Я сел на порог подъезда, опустил голову между колен и начал ждать, когда пройдет эта ужасная тошнота. Через несколько минут я почувствовал себя лучше, пот сменился ознобом, стало легче, я снова задышал. Возможно, именно в этот миг и родилось у меня тайное убеждение, что я всегда смогу унести ноги, что пусть они ищут меня, все равно не найдут, я знаю столько потайных ходов, что им и не снилось. Но додумался я тогда лишь до того, что мистер Шульц намного опаснее для меня, когда я не вижу его, чем когда я с ним. Он выкинет еще что-нибудь такое, а меня загребут. И любой другой, и мистер Берман тоже, чем меньше я вижу их, тем я уязвимее. Вывод, конечно, сомнительный, но чувство такое я в то время испытывал. Если я вдали от мистера Шульца, то как мне определить, что пришло время уносить ноги? Нет, я должен возвратиться в банду, в ней моя сила, в ней моя защита. Сидя там, под железной дорогой, я понимал, что быть не с ними — это непозволительная для меня роскошь. Без них я в опасности.

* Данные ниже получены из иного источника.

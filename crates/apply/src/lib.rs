//! Render, apply and prune for one namespace.
//!
//! `apply_all` walks a class's templates in order (render then apply per
//! entry, stopping at the first failure) and returns the applied inventory.
//! `prune` deletes what the previous inventory holds and the new one does not.

#![forbid(unsafe_code)]

pub mod render;

use k8s_openapi::api::core::v1::Namespace;
use metrics::counter;
use nsclass_core::{
    inventory, InventoryItem, NamespaceClass, APPLIED_RESOURCES_METRIC, CONTROLLER_NAME, PRUNED_RESOURCES_METRIC,
};
use nsclass_kubehub::{Backend, BackendError, Deleted};
use tracing::{debug, info};

pub use render::{render, RenderError};

#[derive(Debug, thiserror::Error)]
pub enum ApplyError {
    #[error(transparent)]
    Render(#[from] RenderError),
    #[error("failed to apply {object}: {source}")]
    Apply { object: InventoryItem, #[source] source: BackendError },
    #[error("failed to prune {object}: {source}")]
    Prune { object: InventoryItem, #[source] source: BackendError },
}

/// Apply every template of `class` into `ns`, in sequence order.
/// Entries applied before a failure stay applied.
pub async fn apply_all(
    backend: &dyn Backend,
    ns: &Namespace,
    class: &NamespaceClass,
) -> Result<Vec<InventoryItem>, ApplyError> {
    let class_name = class.metadata.name.as_deref().unwrap_or_default();
    let ns_name = ns.metadata.name.as_deref().unwrap_or_default();
    let mut applied = Vec::with_capacity(class.spec.resources.len());
    for (index, entry) in class.spec.resources.iter().enumerate() {
        let rendered = render(&entry.template, index, class_name, ns)?;
        let item = backend
            .apply(&rendered, CONTROLLER_NAME)
            .await
            .map_err(|source| ApplyError::Apply { object: rendered.item.clone(), source })?;
        debug!(object = %item, "applied resource");
        counter!(
            APPLIED_RESOURCES_METRIC,
            "namespace" => ns_name.to_string(), "class" => class_name.to_string(), "kind" => item.kind.clone()
        )
        .increment(1);
        applied.push(item);
    }
    Ok(inventory::dedup(applied))
}

/// Delete every record of `old` missing from `keep`. Already-absent objects
/// count as deleted; any other failure aborts the remaining deletes.
pub async fn prune(
    backend: &dyn Backend,
    class: &str,
    old: &[InventoryItem],
    keep: &[InventoryItem],
) -> Result<usize, ApplyError> {
    let mut pruned = 0usize;
    for item in inventory::prune_set(old, keep) {
        info!(object = %item, "pruning resource");
        match backend.delete(item).await {
            Ok(Deleted::Removed) => {}
            Ok(Deleted::AlreadyGone) => debug!(object = %item, "already gone"),
            Err(source) => return Err(ApplyError::Prune { object: item.clone(), source }),
        }
        counter!(
            PRUNED_RESOURCES_METRIC,
            "namespace" => item.namespace.clone(), "class" => class.to_string(), "kind" => item.kind.clone()
        )
        .increment(1);
        pruned += 1;
    }
    Ok(pruned)
}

Я признался себе, что мысли мои путаются. Чтобы успокоиться, я принялся ходить. Я ходил и ходил, и мало-помалу, словно некое уверение, дескать, мир стерпит все, что бы с ним ни случилось, над головой с грохотом пошли поезда, на улицах появились легковые машины и грузовики, люди, имеющие работу, отправились на нее, зазвенели трамваи, хозяева открыли двери своих магазинов, я нашел кафе, сел за стойку плечом к плечу с моими согражданами, выпил томатного сока и кофе и, взбодрившись, заказал глазунью из двух яиц, тосты, ветчину, пончик и еще кофе, потом задумчиво выкурил сигарету, и мир показался мне не таким уж плохим. Сказал же мистер Шульц мистеру Берману в моем присутствии: «Мы должны сделать пару необходимых шагов». Мойщики окон, падающие с двенадцатого этажа, — первый из шагов, а это вот — второй. Речь идет о запланированном убийстве, точном и своевременном, как телеграмма «Уэстерн юнион».[2]
Жертва, в конце концов, сам был подпольным лотерейщиком. Конкурентом. Так что этим убийством мистер Шульц посылал сообщение кому надо. Но, с другой стороны, то, что человека зарезали бритвой, для окружной прокуратуры, для репортеров уголовной хроники, полицейских, городских властей, для всех в подпольном бизнесе, кроме конкурентов мистера Шульца, работа эта по почерку с Немцем не вязалась, по мстительности это было скорее негритянское или сицилийское убийство, впрочем, его кто угодно мог совершить.